The next two nights we stayed at a camp site in the very centre of the Serengeti, an area called Seronera. There is always a lot of animals here as this area never dries out completely. Saturday morning we went up north but had not much luck. As we were all very hot we decided to go to the rather fancy Seronera Wildlife Lodge to have a shower. However, the lodge didn't offers this kind of services to campers anymore, so they had stand the odour of us while we had an exquisite lunch. In the afternoon we went east right into the big wildebeest migration. That was an astonishing sight, hundreds of thousands or even millions of wildebeest and zebras covering the landscape almost completely. According to Japhet the wildebeests are very good at finding water whereas the zebras are good at sensing predators. This way both parts benefit from each other and the two of them are very often seen intermingled. For the time being the migration goes north towards Masai Mara National Park in southern Kenya but as there is a fair amount of grass around the Seronera area the migration is paused and the wildebeest/zebra herd was more like roaming around, trying to avoid occasional predators. We even had the luck of spotting a leopard though it was very hard to see in the long grass. Before turning back to our tent we spotted a lion at some distance. The wildebeest and zebras in the vicinity were visibly anxious and we waited for a long time in hope to see a kill. But no, apparently the prey to be were too well alerted.
Next morning (today) we set off early, just at sunrise, once again to see the huge wildebeest/zebra migration herd, really amazing. The Seronera area lies at about 1700 meters above sea level and therefore the temperature in the morning hours is quite low. After two hours of driving around in the cold morning we went back to the camp site, packed our stuff and had some breakfast. Then off out west through the so-called Western Corridor, a part of the Serengeti National Park extending out west along the Grumeti River towards Lake Victoria. Because of the Grumeti River the animals in this area do normally not need to migrate, the river ensures sufficient pasture year around. This is true for both prey and predators and soon we had the luck of a lion not far from the road. The lion walked straight towards us but on the way it passed a little tree or bush and climbed up. After a little while it jumped down again soon followed by a cup which had been hiding up in the tree. A male was also around but at a greater distance. We waited a little while hoping to see them mate, but all three of them disappeared in the tall grass.

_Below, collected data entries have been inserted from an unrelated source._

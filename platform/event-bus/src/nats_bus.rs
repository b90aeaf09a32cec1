//! NATS JetStream implementation of the transport traits

use crate::{
    validate_topic, Acknowledger, BusError, BusMessage, BusResult, Delivery, Metadata, Publisher,
    Subscriber,
};
use async_nats::jetstream::{self, consumer::pull, AckKind};
use async_nats::{Client, HeaderMap};
use async_trait::async_trait;
use futures::stream::{BoxStream, StreamExt};

/// Header carrying the message uuid
const UUID_HEADER: &str = "Message-Uuid";

/// JetStream publish deduplication header
const MSG_ID_HEADER: &str = "Nats-Msg-Id";

/// Transport implementation using NATS JetStream
///
/// This is the production implementation. Each topic is backed by its own
/// stream and each consumer group by a durable pull consumer on that stream,
/// so groups track their offsets independently and unacked messages are
/// redelivered by the server.
///
/// Metadata travels as NATS headers.
///
/// # Example
/// ```rust,no_run
/// use event_bus::{BusMessage, NatsBus, Publisher};
///
/// # async fn example() -> Result<(), Box<dyn std::error::Error>> {
/// let nats_client = async_nats::connect("nats://localhost:4222").await?;
/// let bus = NatsBus::new(nats_client);
///
/// bus.publish("TicketBookingConfirmed", vec![BusMessage::new(b"{}".to_vec())]).await?;
/// let subscriber = bus.subscriber("svc-tickets.issue-receipt-handler");
/// # Ok(())
/// # }
/// ```
#[derive(Clone)]
pub struct NatsBus {
    client: Client,
    jetstream: jetstream::Context,
}

impl NatsBus {
    /// Create a new NatsBus from an existing NATS client
    ///
    /// # Arguments
    /// * `client` - An already-connected `async_nats::Client`
    pub fn new(client: Client) -> Self {
        let jetstream = jetstream::new(client.clone());
        Self { client, jetstream }
    }

    /// Get a reference to the underlying NATS client
    pub fn client(&self) -> &Client {
        &self.client
    }

    /// Build a subscriber bound to `consumer_group`
    pub fn subscriber(&self, consumer_group: impl Into<String>) -> NatsSubscriber {
        NatsSubscriber {
            bus: self.clone(),
            consumer_group: consumer_group.into(),
        }
    }

    async fn ensure_stream(&self, topic: &str) -> BusResult<jetstream::stream::Stream> {
        self.jetstream
            .get_or_create_stream(jetstream::stream::Config {
                name: sanitize_name(topic),
                subjects: vec![topic.to_string()],
                ..Default::default()
            })
            .await
            .map_err(|e| BusError::ConnectionError(e.to_string()))
    }
}

#[async_trait]
impl Publisher for NatsBus {
    async fn publish(&self, topic: &str, messages: Vec<BusMessage>) -> BusResult<()> {
        validate_topic(topic)?;
        self.ensure_stream(topic).await?;

        for message in messages {
            let mut headers = HeaderMap::new();
            headers.insert(UUID_HEADER, message.uuid.as_str());
            headers.insert(MSG_ID_HEADER, message.uuid.as_str());
            for (key, value) in message.metadata.iter() {
                headers.insert(key.as_str(), value.as_str());
            }

            let ack = self
                .jetstream
                .publish_with_headers(topic.to_string(), headers, message.payload.into())
                .await
                .map_err(|e| BusError::PublishError(e.to_string()))?;

            // Wait for the server to persist the message
            ack.await
                .map_err(|e| BusError::PublishError(e.to_string()))?;
        }

        Ok(())
    }
}

/// Subscriber reading a [`NatsBus`] through one durable consumer
#[derive(Clone)]
pub struct NatsSubscriber {
    bus: NatsBus,
    consumer_group: String,
}

#[async_trait]
impl Subscriber for NatsSubscriber {
    fn consumer_group(&self) -> &str {
        &self.consumer_group
    }

    async fn subscribe(&self, topic: &str) -> BusResult<BoxStream<'static, BusResult<Delivery>>> {
        validate_topic(topic)?;
        let stream = self.bus.ensure_stream(topic).await?;

        let durable = sanitize_name(&self.consumer_group);
        let consumer = stream
            .get_or_create_consumer(
                &durable,
                pull::Config {
                    durable_name: Some(durable.clone()),
                    filter_subject: topic.to_string(),
                    ..Default::default()
                },
            )
            .await
            .map_err(|e| BusError::SubscribeError(e.to_string()))?;

        let messages = consumer
            .messages()
            .await
            .map_err(|e| BusError::SubscribeError(e.to_string()))?;

        let deliveries = messages.map(|result| match result {
            Ok(message) => {
                let bus_message =
                    to_bus_message(message.message.headers.as_ref(), &message.message.payload);
                Ok(Delivery::new(bus_message, NatsAcker { message }))
            }
            Err(e) => Err(BusError::SubscribeError(e.to_string())),
        });

        Ok(deliveries.boxed())
    }
}

struct NatsAcker {
    message: jetstream::Message,
}

#[async_trait]
impl Acknowledger for NatsAcker {
    async fn ack(&self) -> BusResult<()> {
        self.message
            .ack()
            .await
            .map_err(|e| BusError::AckError(e.to_string()))
    }

    async fn nack(&self) -> BusResult<()> {
        self.message
            .ack_with(AckKind::Nak(None))
            .await
            .map_err(|e| BusError::AckError(e.to_string()))
    }
}

/// Convert a raw NATS message into a [`BusMessage`]
///
/// The uuid comes from the `Message-Uuid` header; messages published by
/// other producers without it get a fresh one.
fn to_bus_message(headers: Option<&HeaderMap>, payload: &[u8]) -> BusMessage {
    let mut uuid = None;
    let mut metadata = Metadata::new();

    if let Some(nats_headers) = headers {
        for (key, values) in nats_headers.iter() {
            // Take the first value for each header
            let Some(value) = values.first() else {
                continue;
            };
            match key.to_string().as_str() {
                UUID_HEADER => uuid = Some(value.to_string()),
                MSG_ID_HEADER => {}
                name => metadata.set(name, value.to_string()),
            }
        }
    }

    let message = match uuid {
        Some(uuid) => BusMessage::with_uuid(uuid, payload.to_vec()),
        None => BusMessage::new(payload.to_vec()),
    };
    message.with_metadata(metadata)
}

/// Stream and durable consumer names may not contain `.`, `*`, `>` or whitespace
fn sanitize_name(name: &str) -> String {
    name.chars()
        .map(|c| {
            if c.is_ascii_alphanumeric() || c == '-' || c == '_' {
                c
            } else {
                '_'
            }
        })
        .collect()
}
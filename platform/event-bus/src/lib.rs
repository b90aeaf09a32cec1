//! # Event Bus
//!
//! The transport layer underneath the ticket service's dispatch core.
//!
//! ## Model
//!
//! - A **topic** is an append-only sequence of [`BusMessage`]s.
//! - A [`Subscriber`] is bound to one **consumer group** when it is built.
//!   Every group keeps its own cursor over a topic, so two groups each see
//!   every message while two subscribers in one group compete for them.
//! - Every received message arrives as a [`Delivery`] that must be acked
//!   (removed from the group's pending set) or nacked (redelivered).
//!
//! ## Implementations
//!
//! - **NatsBus**: Production implementation using NATS JetStream durable consumers
//! - **InMemoryBus**: Test/dev implementation with the same group semantics
//!
//! ## Usage
//!
//! ```rust,no_run
//! use event_bus::{BusMessage, InMemoryBus, Publisher, Subscriber};
//! use futures::StreamExt;
//!
//! # async fn example() -> Result<(), Box<dyn std::error::Error>> {
//! let bus = InMemoryBus::new();
//! bus.publish("TicketBookingConfirmed", vec![BusMessage::new(b"{}".to_vec())]).await?;
//!
//! let subscriber = bus.subscriber("issue-receipts");
//! let mut stream = subscriber.subscribe("TicketBookingConfirmed").await?;
//! while let Some(delivery) = stream.next().await {
//!     let delivery = delivery?;
//!     println!("Received: {} bytes", delivery.message.payload.len());
//!     delivery.ack().await?;
//! }
//! # Ok(())
//! # }
//! ```

pub mod consumer_retry;
mod envelope;
mod inmemory_bus;
mod nats_bus;

pub use envelope::{
    format_rfc3339_nano, BusMessage, EventHeader, MessageContext, Metadata,
    CORRELATION_ID_METADATA_KEY, TYPE_METADATA_KEY,
};
pub use inmemory_bus::{InMemoryBus, InMemorySubscriber};
pub use nats_bus::{NatsBus, NatsSubscriber};

use async_trait::async_trait;
use futures::stream::BoxStream;
use std::fmt;
use std::sync::Arc;

/// Errors that can occur when using the event bus
#[derive(Debug, thiserror::Error)]
pub enum BusError {
    #[error("failed to publish message: {0}")]
    PublishError(String),

    #[error("failed to subscribe to topic: {0}")]
    SubscribeError(String),

    #[error("failed to acknowledge message: {0}")]
    AckError(String),

    #[error("connection error: {0}")]
    ConnectionError(String),

    #[error("serialization error: {0}")]
    SerializationError(String),

    #[error("invalid topic: {0}")]
    InvalidTopic(String),
}

/// Result type for event bus operations
pub type BusResult<T> = Result<T, BusError>;

/// Settles a single delivery with the transport
#[async_trait]
pub trait Acknowledger: Send + Sync {
    /// Mark the message as processed for this consumer group
    async fn ack(&self) -> BusResult<()>;

    /// Reject the message so the transport redelivers it to the group
    async fn nack(&self) -> BusResult<()>;
}

/// A received message together with the handle that settles it
pub struct Delivery {
    pub message: BusMessage,
    acker: Box<dyn Acknowledger>,
}

impl Delivery {
    pub fn new(message: BusMessage, acker: impl Acknowledger + 'static) -> Self {
        Self {
            message,
            acker: Box::new(acker),
        }
    }

    pub async fn ack(&self) -> BusResult<()> {
        self.acker.ack().await
    }

    pub async fn nack(&self) -> BusResult<()> {
        self.acker.nack().await
    }

    /// Split into the message and its acknowledger, so the message can be
    /// moved into a handler while the acknowledger settles it afterwards.
    pub fn into_parts(self) -> (BusMessage, Box<dyn Acknowledger>) {
        (self.message, self.acker)
    }
}

impl fmt::Debug for Delivery {
    fn fmt(&self, f: &mut fmt::Formatter<'_>) -> fmt::Result {
        f.debug_struct("Delivery")
            .field("message", &self.message)
            .finish_non_exhaustive()
    }
}

/// Publishing half of the transport
#[async_trait]
pub trait Publisher: Send + Sync {
    /// Publish messages to a topic, in order
    ///
    /// # Returns
    /// * `Ok(())` once every message is accepted by the transport
    /// * `Err(BusError)` on the first message that could not be published
    async fn publish(&self, topic: &str, messages: Vec<BusMessage>) -> BusResult<()>;
}

/// Consuming half of the transport, bound to one consumer group
#[async_trait]
pub trait Subscriber: Send + Sync {
    /// Consumer group this subscriber reads on behalf of
    fn consumer_group(&self) -> &str;

    /// Open a lazy, potentially infinite stream of deliveries for a topic
    ///
    /// # Returns
    /// * `Ok(BoxStream)` yielding deliveries; transient transport failures
    ///   surface as `Err` items without ending the stream
    /// * `Err(BusError)` if the subscription could not be established
    async fn subscribe(&self, topic: &str) -> BusResult<BoxStream<'static, BusResult<Delivery>>>;
}

#[async_trait]
impl<P: Publisher + ?Sized> Publisher for Arc<P> {
    async fn publish(&self, topic: &str, messages: Vec<BusMessage>) -> BusResult<()> {
        (**self).publish(topic, messages).await
    }
}

#[async_trait]
impl<S: Subscriber + ?Sized> Subscriber for Arc<S> {
    fn consumer_group(&self) -> &str {
        (**self).consumer_group()
    }

    async fn subscribe(&self, topic: &str) -> BusResult<BoxStream<'static, BusResult<Delivery>>> {
        (**self).subscribe(topic).await
    }
}

impl fmt::Debug for dyn Publisher {
    fn fmt(&self, f: &mut fmt::Formatter<'_>) -> fmt::Result {
        write!(f, "Publisher")
    }
}

impl fmt::Debug for dyn Subscriber {
    fn fmt(&self, f: &mut fmt::Formatter<'_>) -> fmt::Result {
        write!(f, "Subscriber({})", self.consumer_group())
    }
}

/// Reject empty topics and topics containing whitespace
pub fn validate_topic(topic: &str) -> BusResult<()> {
    if topic.is_empty() {
        return Err(BusError::InvalidTopic("topic cannot be empty".to_string()));
    }
    if topic.chars().any(char::is_whitespace) {
        return Err(BusError::InvalidTopic(format!(
            "topic '{}' contains whitespace",
            topic
        )));
    }
    Ok(())
}

#[cfg(test)]
mod tests {
    use super::*;

    #[test]
    fn test_validate_topic() {
        assert!(validate_topic("TicketBookingConfirmed").is_ok());
        assert!(validate_topic("tickets.confirmed").is_ok());
        assert!(matches!(validate_topic(""), Err(BusError::InvalidTopic(_))));
        assert!(matches!(
            validate_topic("two words"),
            Err(BusError::InvalidTopic(_))
        ));
    }
}
use super::{ensure_success, gateway_base_url, with_correlation, ClientError, ReceiptsService};
use crate::entities::{IssueReceiptRequest, IssueReceiptResponse};
use async_trait::async_trait;
use chrono::{DateTime, Utc};
use event_bus::MessageContext;
use serde::{Deserialize, Serialize};
use tracing::{debug, warn};

const RECEIPTS_PATH: &str = "/receipts-api/receipts";

#[derive(Serialize)]
struct PutReceiptBody<'a> {
    ticket_id: &'a str,
    price: GatewayMoney<'a>,
}

/// Price as the receipts API names its fields
#[derive(Serialize)]
struct GatewayMoney<'a> {
    money_amount: &'a str,
    money_currency: &'a str,
}

#[derive(Debug, Default, Deserialize)]
struct ReceiptBody {
    #[serde(default)]
    number: String,
    #[serde(default)]
    issued_at: Option<DateTime<Utc>>,
}

/// Receipts API client going through the gateway
#[derive(Debug, Clone)]
pub struct ReceiptsClient {
    http: reqwest::Client,
    base_url: String,
}

impl ReceiptsClient {
    pub fn new(http: reqwest::Client, gateway_addr: &str) -> Self {
        Self {
            http,
            base_url: gateway_base_url(gateway_addr),
        }
    }
}

#[async_trait]
impl ReceiptsService for ReceiptsClient {
    async fn issue_receipt(
        &self,
        ctx: &MessageContext,
        request: IssueReceiptRequest,
    ) -> Result<IssueReceiptResponse, ClientError> {
        let url = format!("{}{}", self.base_url, RECEIPTS_PATH);
        let body = PutReceiptBody {
            ticket_id: &request.ticket_id,
            price: GatewayMoney {
                money_amount: &request.price.amount,
                money_currency: &request.price.currency,
            },
        };

        let response = with_correlation(self.http.put(&url).json(&body), ctx)
            .send()
            .await
            .map_err(|source| ClientError::Request {
                endpoint: RECEIPTS_PATH.to_string(),
                source,
            })?;
        let response = ensure_success(RECEIPTS_PATH, response).await?;

        // Accepted means issued; an unreadable body must not fail the handler
        let receipt = match response.json::<ReceiptBody>().await {
            Ok(receipt) => receipt,
            Err(e) => {
                warn!(
                    ticket_id = %request.ticket_id,
                    error = %e,
                    "Receipt issued but response body could not be decoded"
                );
                ReceiptBody::default()
            }
        };

        debug!(
            ticket_id = %request.ticket_id,
            receipt_number = %receipt.number,
            "Receipt issued"
        );

        Ok(IssueReceiptResponse {
            receipt_number: receipt.number,
            issued_at: receipt.issued_at.unwrap_or_else(Utc::now),
        })
    }
}
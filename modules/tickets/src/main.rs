use std::sync::Arc;
use tokio_util::sync::CancellationToken;
use tracing_subscriber::{layer::SubscriberExt, util::SubscriberInitExt, EnvFilter};

use tickets_rs::{
    bus::Bus,
    clients::{ReceiptsClient, SpreadsheetsClient},
    config::Config,
    Service, ServiceDeps,
};

#[tokio::main]
async fn main() -> anyhow::Result<()> {
    // Load environment variables from .env file (if present)
    dotenvy::dotenv().ok();

    tracing_subscriber::registry()
        .with(EnvFilter::try_from_default_env().unwrap_or_else(|_| "info".into()))
        .with(tracing_subscriber::fmt::layer().json())
        .init();

    tracing::info!("Starting tickets service...");

    // Fail fast on bad configuration, before anything connects
    let config = Config::from_env()?;
    tracing::info!(
        host = %config.host,
        port = config.port,
        bus_type = ?config.bus_type,
        "Configuration loaded"
    );

    let bus = Bus::connect(&config).await?;

    let http = reqwest::Client::new();
    let receipts = Arc::new(ReceiptsClient::new(http.clone(), &config.gateway_addr));
    let spreadsheets = Arc::new(SpreadsheetsClient::new(http, &config.gateway_addr));

    let service = Service::new(ServiceDeps {
        bus,
        receipts,
        spreadsheets,
        retry: config.retry.clone(),
        consumer_group_prefix: config.consumer_group_prefix.clone(),
    })?;

    let listener = tokio::net::TcpListener::bind((config.host.as_str(), config.port)).await?;

    let shutdown = CancellationToken::new();
    tokio::spawn({
        let shutdown = shutdown.clone();
        async move {
            if let Err(e) = tokio::signal::ctrl_c().await {
                tracing::error!(error = %e, "Failed to listen for shutdown signal");
                return;
            }
            tracing::info!("Shutdown signal received");
            shutdown.cancel();
        }
    });

    service.run(listener, shutdown).await?;
    Ok(())
}
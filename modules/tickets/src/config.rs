use event_bus::consumer_retry::{RetryConfig, RetryConfigError};
use std::env;
use std::str::FromStr;
use std::time::Duration;

/// Which transport the service runs on
#[derive(Debug, Clone, Copy, PartialEq, Eq)]
pub enum BusKind {
    InMemory,
    Nats,
}

impl FromStr for BusKind {
    type Err = ConfigError;

    fn from_str(value: &str) -> Result<Self, Self::Err> {
        match value.to_lowercase().as_str() {
            "inmemory" => Ok(BusKind::InMemory),
            "nats" => Ok(BusKind::Nats),
            _ => Err(ConfigError::Invalid {
                key: "BUS_TYPE",
                value: value.to_string(),
                reason: "must be 'inmemory' or 'nats'".to_string(),
            }),
        }
    }
}

#[derive(Debug, thiserror::Error)]
pub enum ConfigError {
    #[error("{0} must be set")]
    Missing(&'static str),

    #[error("invalid {key}={value}: {reason}")]
    Invalid {
        key: &'static str,
        value: String,
        reason: String,
    },

    #[error("invalid retry configuration: {0}")]
    Retry(#[from] RetryConfigError),
}

/// Application configuration parsed from environment variables
#[derive(Debug, Clone)]
pub struct Config {
    pub bus_type: BusKind,
    pub nats_url: String,
    pub gateway_addr: String,
    pub host: String,
    pub port: u16,
    pub retry: RetryConfig,
    pub consumer_group_prefix: String,
}

impl Config {
    pub fn from_env() -> Result<Self, ConfigError> {
        Self::from_lookup(|key| env::var(key).ok())
    }

    /// Build and validate the config from any key lookup
    pub fn from_lookup<F>(lookup: F) -> Result<Self, ConfigError>
    where
        F: Fn(&str) -> Option<String>,
    {
        let or_default =
            |key: &str, default: &str| lookup(key).unwrap_or_else(|| default.to_string());

        let bus_type: BusKind = or_default("BUS_TYPE", "inmemory").parse()?;

        let nats_url = or_default("NATS_URL", "nats://localhost:4222");

        let gateway_addr = lookup("GATEWAY_ADDR")
            .filter(|addr| !addr.trim().is_empty())
            .ok_or(ConfigError::Missing("GATEWAY_ADDR"))?;

        let host = or_default("HOST", "0.0.0.0");
        let port: u16 = parse("PORT", or_default("PORT", "8080"))?;

        let retry = RetryConfig {
            max_retries: parse("RETRY_MAX_RETRIES", or_default("RETRY_MAX_RETRIES", "10"))?,
            initial_interval: Duration::from_millis(parse(
                "RETRY_INITIAL_INTERVAL_MS",
                or_default("RETRY_INITIAL_INTERVAL_MS", "100"),
            )?),
            max_interval: Duration::from_millis(parse(
                "RETRY_MAX_INTERVAL_MS",
                or_default("RETRY_MAX_INTERVAL_MS", "1000"),
            )?),
            multiplier: parse("RETRY_MULTIPLIER", or_default("RETRY_MULTIPLIER", "2.0"))?,
        };
        retry.validate()?;

        let consumer_group_prefix = or_default("CONSUMER_GROUP_PREFIX", "svc-tickets");
        if consumer_group_prefix.is_empty() {
            return Err(ConfigError::Invalid {
                key: "CONSUMER_GROUP_PREFIX",
                value: consumer_group_prefix,
                reason: "must not be empty".to_string(),
            });
        }

        Ok(Config {
            bus_type,
            nats_url,
            gateway_addr,
            host,
            port,
            retry,
            consumer_group_prefix,
        })
    }
}

fn parse<T>(key: &'static str, value: String) -> Result<T, ConfigError>
where
    T: FromStr,
    T::Err: std::fmt::Display,
{
    value.parse().map_err(|e: T::Err| ConfigError::Invalid {
        key,
        reason: e.to_string(),
        value,
    })
}
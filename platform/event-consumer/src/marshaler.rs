//! JSON encoding of typed events into transport messages.
//!
//! The topic and the `type` metadata entry of an event are both its
//! [`Event::NAME`].

use event_bus::{BusMessage, TYPE_METADATA_KEY};
use serde::de::DeserializeOwned;
use serde::Serialize;

/// A domain event that can travel through the bus
pub trait Event: Serialize + DeserializeOwned + Send + Sync + 'static {
    /// Unqualified type name, used as topic and `type` metadata
    const NAME: &'static str;

    /// Normalize fields that older producers left out
    ///
    /// Runs after decoding and before the business handler sees the event.
    fn repair_legacy(&mut self) {}
}

/// Encodes events as JSON and tags them with their type name
#[derive(Debug, Clone, Copy, Default)]
pub struct JsonMarshaler;

impl JsonMarshaler {
    /// Build a message with a fresh uuid, JSON payload and `type` metadata
    pub fn marshal<E: Event>(&self, event: &E) -> Result<BusMessage, serde_json::Error> {
        Ok(self.marshal_raw(E::NAME, serde_json::to_vec(event)?))
    }

    pub fn unmarshal<E: Event>(&self, msg: &BusMessage) -> Result<E, serde_json::Error> {
        serde_json::from_slice(&msg.payload)
    }

    /// Event type name recorded on a message, empty when absent
    pub fn name_from_message<'a>(&self, msg: &'a BusMessage) -> &'a str {
        msg.metadata.get(TYPE_METADATA_KEY)
    }

    pub(crate) fn marshal_raw(&self, name: &str, payload: Vec<u8>) -> BusMessage {
        let mut msg = BusMessage::new(payload);
        msg.metadata.set(TYPE_METADATA_KEY, name);
        msg
    }
}

/// An event emitted by a producer handler, already encoded
#[derive(Debug, Clone)]
pub struct DerivedEvent {
    name: &'static str,
    payload: Vec<u8>,
}

impl DerivedEvent {
    pub fn new<E: Event>(event: &E) -> Result<Self, serde_json::Error> {
        Ok(Self {
            name: E::NAME,
            payload: serde_json::to_vec(event)?,
        })
    }

    pub fn name(&self) -> &'static str {
        self.name
    }

    pub(crate) fn into_message(self, marshaler: &JsonMarshaler) -> BusMessage {
        marshaler.marshal_raw(self.name, self.payload)
    }
}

Every time I have passed the Western Corridor I have been down to the Grumeti River to watch the hippos and the crocodiles. But today most of them seemed to have left home, only once we found a group of maybe a hundred hippos and three or four croc's in the back. A pity we didn't have the chance of a better look at the croc's because this river is said to have the largest croc's in the world, up to seven meters of length.
Towards the end of the Corridor we once again enjoyed the wildebeests, zebras, impalas, Thompson's gazelles, Grant's gazelles, topis, hartebeests, warthogs, dik-diks, baboons, monkeys, vultures, marabou storks, hornbills, herons, ostriches, weaving birds and occasional giraffes. Goodbye to the Serengeti National Park and welcome to the Lake Victoria and to the industrious city of Mwanza.
We have installed ourselves at the "Christmas Tree Hotel" (!), a fairly new and clean multi-storey hotel in the very centre of the town. The price level has gone up dramatically over the last 12 years and for two double rooms we are paying the amount of 24 $ per night - outrageous!